Maid of the Oaks is an American Country Dance. It was published by John Griffiths in 1788 in A Collection of the Newest and Most Fashionable Country Dances and Cotillions. It was interpreted by James E. Morrison in 1976 and published in Twenty Four Early American Country Dances, Cotillions & Reels for the Year 1976. It is a proper Triple Minor dance. The minor set lasts 32 bars.
First Lady sets to the second Gent, — turns the third, and goes to her former place — the first Gent. sets to the second lady, turns the third, and remains between the third couple, and his partner between the second Co. — balance all six — set — turn your Partner with your right Hand, and turn until you are between the second and third Ladies — balance again — set, and return to your Places.

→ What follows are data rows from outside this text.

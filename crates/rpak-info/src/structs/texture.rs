//! Texture (`txtr`) and UI image atlas (`uiia`) headers.

use zerocopy::{FromBytes, Immutable, IntoBytes, KnownLayout};

use crate::address::PagePtr;

/// Texture header.
#[derive(Debug, Clone, Copy, FromBytes, IntoBytes, Immutable, KnownLayout)]
#[repr(C, packed)]
pub struct TextureHeader {
    pub guid: u64,
    /// Optional; null when the archive strips texture names.
    pub name: PagePtr,
    pub width: u16,
    pub height: u16,
    pub unknown: u16,
    pub format: u16,
    pub data_size: u32,
    pub reserved0: u8,
    pub array_size: u8,
    pub layer_count: u8,
    pub reserved1: u8,
    pub permanent_mip_count: u8,
    pub streamed_mip_count: u8,
    pub opt_streamed_mip_count: u8,
    pub reserved2: [u8; 5],
}

/// UI image header.
#[derive(Debug, Clone, Copy, FromBytes, IntoBytes, Immutable, KnownLayout)]
#[repr(C, packed)]
pub struct UiImageHeader {
    pub reserved0: u64,
    pub hash: u64,
    pub reserved1: u64,
    pub width: u16,
    pub height: u16,
    pub width_ratio: f32,
    pub height_ratio: f32,
    /// Bits 0-3: compression type.
    pub flags: u16,
    pub reserved2: u16,
}

const _: () = assert!(std::mem::size_of::<TextureHeader>() == 0x28);
const _: () = assert!(std::mem::size_of::<UiImageHeader>() == 0x28);

impl UiImageHeader {
    /// Raw compression type field.
    #[inline]
    pub fn compression_type(&self) -> u8 {
        (self.flags & 0x0F) as u8
    }

    /// Decoded compression mode.
    #[inline]
    pub fn compression(&self) -> UiImageCompression {
        UiImageCompression::from(self.compression_type())
    }
}

/// Compression mode of a UI image.
#[derive(Debug, Clone, Copy, PartialEq, Eq)]
pub enum UiImageCompression {
    None,
    Default,
    Snowflake,
    Unknown(u8),
}

impl From<u8> for UiImageCompression {
    fn from(value: u8) -> Self {
        match value {
            0 => Self::None,
            1 => Self::Default,
            2 => Self::Snowflake,
            other => Self::Unknown(other),
        }
    }
}

impl UiImageCompression {
    /// Display label.
    pub const fn label(self) -> &'static str {
        match self {
            Self::None => "NONE",
            Self::Default => "DEFAULT",
            Self::Snowflake => "SNOWFLAKE",
            Self::Unknown(_) => "UNKNOWN",
        }
    }
}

Morrison says the 1s should turn half to become proper at the end. I've taken the liberty of changing that to once and a half, since we've got 4 bars to do the turn.
The animation plays at 120 counts per minute normally, but the first time through the set the dance will often be slowed down so people can learn the moves more readily. Men are drawn as rectangles, women as ellipses. Each couple is drawn in its own color, however the border of each dancer indicates what role they currently play so the border color may change each time through the minor set.

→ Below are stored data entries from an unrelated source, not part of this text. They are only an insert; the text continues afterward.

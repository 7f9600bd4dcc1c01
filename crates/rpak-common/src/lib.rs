//! Common utilities for the RPak tooling.
//!
//! This crate provides the low-level reading primitives shared by the other crates:
//!
//! - [`BinaryReader`] - Zero-copy binary reading from byte slices
//! - [`ReadExt`] - Fixed-shape struct and bounded C-string reads from streams

mod error;
mod reader;

pub use error::{Error, Result};
pub use reader::{BinaryReader, ReadExt};

/// Re-export zerocopy traits for convenience
pub use zerocopy::{FromBytes, Immutable, IntoBytes, KnownLayout};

The dance contains the following figures: hand turn (allemande), set (and probably others).
If you find what you believe to be a mistake in this animation, please leave a comment on youtube explaining what you believe to be wrong. If I agree with you I shall do my best to fix it.

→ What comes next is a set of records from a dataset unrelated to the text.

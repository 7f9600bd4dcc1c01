//! Error types for asset info building.

use thiserror::Error;

use crate::entry::AssetKind;

/// Errors that can occur while building asset info for a single entry.
#[derive(Debug, Error)]
pub enum Error {
    /// I/O error from the underlying stream.
    #[error("I/O error: {0}")]
    Io(#[from] std::io::Error),

    /// Common library error.
    #[error("{0}")]
    Common(#[from] rpak_common::Error),

    /// A virtual address points outside the mapped pages.
    #[error("virtual address {index}:{offset:#x} is outside the mapped pages")]
    AddressOutOfRange { index: u32, offset: u32 },

    /// The entry belongs to an archive that is not mapped in the context.
    #[error("archive {0} is not mapped")]
    ArchiveNotMapped(usize),

    /// The declared header version/size pair has no known layout.
    #[error("unsupported header layout: version {version}, size {size:#x}")]
    UnsupportedLayout { version: u32, size: u32 },

    /// A stored string is unterminated, too long, or not UTF-8.
    #[error("malformed string at position {position:#x}")]
    MalformedString { position: u64 },

    /// No builder exists for this category tag.
    #[error("unsupported asset kind: {0}")]
    UnsupportedKind(AssetKind),
}

/// Result type for asset info operations.
pub type Result<T> = std::result::Result<T, Error>;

The dance itself is out of copyright, and is in the public domain. The interpretation is copyright © 1976 by James E. Morrison. My visualization of this dance is copyright © 2023 by George W. Williams V and is released under a Creative Commons Attribution 4.0 International License.
This website is copyright © 2021,2022,2023 by George W. Williams V
My work is licensed under a Creative Commons Attribution 4.0 International License. Most of the dances have more restrictive licensing, see my notes on copyright, the individual dance pages should mention when some rights are waived.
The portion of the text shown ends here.